#### Work to be completed
Count up the lines in the listing below that hold "found", and answer with the total alone.

*** Begin section ***

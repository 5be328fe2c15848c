use std::collections::BTreeSet;

use coal_core::errors::{CoalError, ErrorInfo};
use coal_core::{Value, ValueKind, VertexId};

use crate::vertex::{Role, VertexKind, VertexRecord};

/// Static description of a model: an arena of vertices addressed by
/// [`VertexId`] with parent and child edges stored as indices.
///
/// The builder methods only accept parents that already exist, so a graph
/// assembled through them is acyclic by construction. Descriptions restored
/// with [`ModelGraph::from_records`] may reference later slots; cycles in those
/// are reported by [`BayesianNetwork::assemble`](crate::BayesianNetwork::assemble).
#[derive(Debug, Clone, Default, PartialEq)]
pub struct ModelGraph {
    vertices: Vec<VertexRecord>,
    children: Vec<Vec<VertexId>>,
}

impl ModelGraph {
    /// Creates an empty graph.
    pub fn new() -> Self {
        Self::default()
    }

    /// Rebuilds a graph from raw records, validating references, kinds and
    /// observations. Parents may point at any slot of the description.
    pub fn from_records(records: Vec<VertexRecord>) -> Result<Self, CoalError> {
        let len = records.len();
        for (index, record) in records.iter().enumerate() {
            let id = VertexId::from_index(index);
            for parent in record.kind.parents() {
                if parent.index() >= len {
                    return Err(unknown_vertex(parent).with_context("child", id));
                }
            }
            let inferred = infer_value_kind(&record.kind, |parent| {
                Ok(records[parent.index()].value_kind)
            })
            .map_err(|err| err.with_context("vertex", id))?;
            if inferred != record.value_kind {
                return Err(graph_error("kind-mismatch", "declared value kind differs from the kind implied by parents")
                    .with_context("vertex", id)
                    .with_context("declared", record.value_kind)
                    .with_context("inferred", inferred));
            }
            if let Some(observation) = record.observation {
                validate_observation(id, record, observation)?;
            }
        }
        let mut labels = BTreeSet::new();
        for (index, record) in records.iter().enumerate() {
            if let Some(label) = &record.label {
                if !labels.insert(label.clone()) {
                    return Err(graph_error("duplicate-label", "label is already in use")
                        .with_context("vertex", VertexId::from_index(index))
                        .with_context("label", label));
                }
            }
        }
        let mut children = vec![Vec::new(); len];
        for (index, record) in records.iter().enumerate() {
            for parent in record.kind.parents() {
                children[parent.index()].push(VertexId::from_index(index));
            }
        }
        Ok(Self {
            vertices: records,
            children,
        })
    }

    /// Returns the number of vertices in the arena.
    pub fn len(&self) -> usize {
        self.vertices.len()
    }

    /// Returns whether the arena is empty.
    pub fn is_empty(&self) -> bool {
        self.vertices.is_empty()
    }

    /// Returns all vertex identifiers in arena order.
    pub fn ids(&self) -> impl ExactSizeIterator<Item = VertexId> + '_ {
        (0..self.vertices.len()).map(VertexId::from_index)
    }

    /// Returns the raw records in arena order.
    pub fn records(&self) -> &[VertexRecord] {
        &self.vertices
    }

    /// Returns the record stored for `id`.
    pub fn vertex(&self, id: VertexId) -> Result<&VertexRecord, CoalError> {
        self.vertices.get(id.index()).ok_or_else(|| unknown_vertex(id))
    }

    /// Returns the role of `id`.
    pub fn role(&self, id: VertexId) -> Result<Role, CoalError> {
        Ok(self.vertex(id)?.role())
    }

    /// Returns the ordered parents of `id`.
    pub fn parents(&self, id: VertexId) -> Result<Vec<VertexId>, CoalError> {
        Ok(self.vertex(id)?.kind.parents())
    }

    /// Returns the children of `id` in insertion order.
    pub fn children(&self, id: VertexId) -> Result<&[VertexId], CoalError> {
        self.children
            .get(id.index())
            .map(Vec::as_slice)
            .ok_or_else(|| unknown_vertex(id))
    }

    /// Returns the label of `id`, if any.
    pub fn label(&self, id: VertexId) -> Option<&str> {
        self.vertices
            .get(id.index())
            .and_then(|record| record.label.as_deref())
    }

    /// Returns a printable name for diagnostics: the label or the raw id.
    pub fn display_name(&self, id: VertexId) -> String {
        match self.label(id) {
            Some(label) => label.to_string(),
            None => id.to_string(),
        }
    }

    /// Finds the vertex carrying `label`.
    pub fn find_label(&self, label: &str) -> Option<VertexId> {
        self.vertices
            .iter()
            .position(|record| record.label.as_deref() == Some(label))
            .map(VertexId::from_index)
    }

    /// Attaches a unique label to `id`.
    pub fn set_label(&mut self, id: VertexId, label: impl Into<String>) -> Result<(), CoalError> {
        let label = label.into();
        if let Some(existing) = self.find_label(&label) {
            if existing != id {
                return Err(graph_error("duplicate-label", "label is already in use")
                    .with_context("vertex", existing)
                    .with_context("label", label));
            }
        }
        let record = self
            .vertices
            .get_mut(id.index())
            .ok_or_else(|| unknown_vertex(id))?;
        record.label = Some(label);
        Ok(())
    }

    /// Adds a vertex of the given kind after validating its parents.
    pub fn add(&mut self, kind: VertexKind) -> Result<VertexId, CoalError> {
        let id = VertexId::from_index(self.vertices.len());
        let value_kind = infer_value_kind(&kind, |parent| Ok(self.vertex(parent)?.value_kind))
            .map_err(|err| err.with_context("vertex", id))?;
        let parents = kind.parents();
        self.vertices.push(VertexRecord {
            kind,
            value_kind,
            label: None,
            observation: None,
        });
        self.children.push(Vec::new());
        for parent in parents {
            self.children[parent.index()].push(id);
        }
        Ok(id)
    }

    /// Adds a constant vertex.
    pub fn constant(&mut self, value: Value) -> VertexId {
        let id = VertexId::from_index(self.vertices.len());
        self.vertices.push(VertexRecord {
            kind: VertexKind::Constant { value },
            value_kind: value.kind(),
            label: None,
            observation: None,
        });
        self.children.push(Vec::new());
        id
    }

    /// Adds an integer constant.
    pub fn constant_int(&mut self, value: i64) -> VertexId {
        self.constant(Value::Int(value))
    }

    /// Adds a real constant.
    pub fn constant_real(&mut self, value: f64) -> VertexId {
        self.constant(Value::Real(value))
    }

    /// Adds an integer uniformly distributed over `[low, high)`.
    pub fn uniform_int(&mut self, low: VertexId, high: VertexId) -> Result<VertexId, CoalError> {
        self.add(VertexKind::UniformInt { low, high })
    }

    /// Adds an exponentially distributed positive real.
    pub fn exponential(&mut self, rate: VertexId) -> Result<VertexId, CoalError> {
        self.add(VertexKind::Exponential { rate })
    }

    /// Adds a Poisson distributed count.
    pub fn poisson(&mut self, rate: VertexId) -> Result<VertexId, CoalError> {
        self.add(VertexKind::Poisson { rate })
    }

    /// Adds the boolean comparison `lhs > rhs`.
    pub fn greater_than(&mut self, lhs: VertexId, rhs: VertexId) -> Result<VertexId, CoalError> {
        self.add(VertexKind::GreaterThan { lhs, rhs })
    }

    /// Adds a selector returning `then` when `condition` holds and `otherwise` when not.
    pub fn if_then_else(
        &mut self,
        condition: VertexId,
        then: VertexId,
        otherwise: VertexId,
    ) -> Result<VertexId, CoalError> {
        self.add(VertexKind::If {
            condition,
            then,
            otherwise,
        })
    }

    /// Adds a conversion of a numeric parent to a real.
    pub fn cast_to_real(&mut self, input: VertexId) -> Result<VertexId, CoalError> {
        self.add(VertexKind::CastToReal { input })
    }

    /// Fixes a probabilistic vertex to an observed value.
    pub fn observe(&mut self, id: VertexId, value: Value) -> Result<(), CoalError> {
        let record = self.vertex(id)?;
        validate_observation(id, record, value)?;
        self.vertices[id.index()].observation = Some(value);
        Ok(())
    }
}

/// Infers the value kind of a vertex from the kinds of its parents.
pub(crate) fn infer_value_kind<F>(kind: &VertexKind, parent_kind: F) -> Result<ValueKind, CoalError>
where
    F: Fn(VertexId) -> Result<ValueKind, CoalError>,
{
    let expect = |id: VertexId, accepted: &[ValueKind], slot: &str| -> Result<ValueKind, CoalError> {
        let found = parent_kind(id)?;
        if accepted.contains(&found) {
            Ok(found)
        } else {
            Err(graph_error("kind-mismatch", "parent has an unsupported value kind")
                .with_context("kind", kind.name())
                .with_context("slot", slot)
                .with_context("parent", id)
                .with_context("found", found))
        }
    };
    const NUMERIC: &[ValueKind] = &[ValueKind::Int, ValueKind::Real];
    match *kind {
        VertexKind::Constant { value } => Ok(value.kind()),
        VertexKind::UniformInt { low, high } => {
            expect(low, &[ValueKind::Int], "low")?;
            expect(high, &[ValueKind::Int], "high")?;
            Ok(ValueKind::Int)
        }
        VertexKind::Exponential { rate } => {
            expect(rate, NUMERIC, "rate")?;
            Ok(ValueKind::Real)
        }
        VertexKind::Poisson { rate } => {
            expect(rate, NUMERIC, "rate")?;
            Ok(ValueKind::Int)
        }
        VertexKind::GreaterThan { lhs, rhs } => {
            expect(lhs, NUMERIC, "lhs")?;
            expect(rhs, NUMERIC, "rhs")?;
            Ok(ValueKind::Bool)
        }
        VertexKind::If {
            condition,
            then,
            otherwise,
        } => {
            expect(condition, &[ValueKind::Bool], "condition")?;
            let then_kind = parent_kind(then)?;
            expect(otherwise, &[then_kind], "otherwise")?;
            Ok(then_kind)
        }
        VertexKind::CastToReal { input } => {
            expect(input, NUMERIC, "input")?;
            Ok(ValueKind::Real)
        }
    }
}

fn validate_observation(id: VertexId, record: &VertexRecord, value: Value) -> Result<(), CoalError> {
    if !record.kind.is_probabilistic() {
        return Err(graph_error("invalid-observation", "only probabilistic vertices can be observed")
            .with_context("vertex", id)
            .with_context("kind", record.kind.name()));
    }
    if value.kind() != record.value_kind {
        return Err(graph_error("kind-mismatch", "observed value kind differs from the vertex kind")
            .with_context("vertex", id)
            .with_context("expected", record.value_kind)
            .with_context("found", value.kind()));
    }
    let in_support = match (record.kind, value) {
        (VertexKind::Poisson { .. }, Value::Int(k)) => k >= 0,
        (VertexKind::Exponential { .. }, Value::Real(x)) => x.is_finite() && x >= 0.0,
        _ => true,
    };
    if !in_support {
        return Err(graph_error("invalid-observation", "observed value lies outside the distribution support")
            .with_context("vertex", id)
            .with_context("value", value));
    }
    Ok(())
}

pub(crate) fn graph_error(code: impl Into<String>, message: impl Into<String>) -> CoalError {
    CoalError::Graph(ErrorInfo::new(code, message))
}

pub(crate) fn unknown_vertex(id: VertexId) -> CoalError {
    graph_error("unknown-vertex", "vertex does not exist").with_context("vertex", id)
}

*** End section ***

#### Task response
5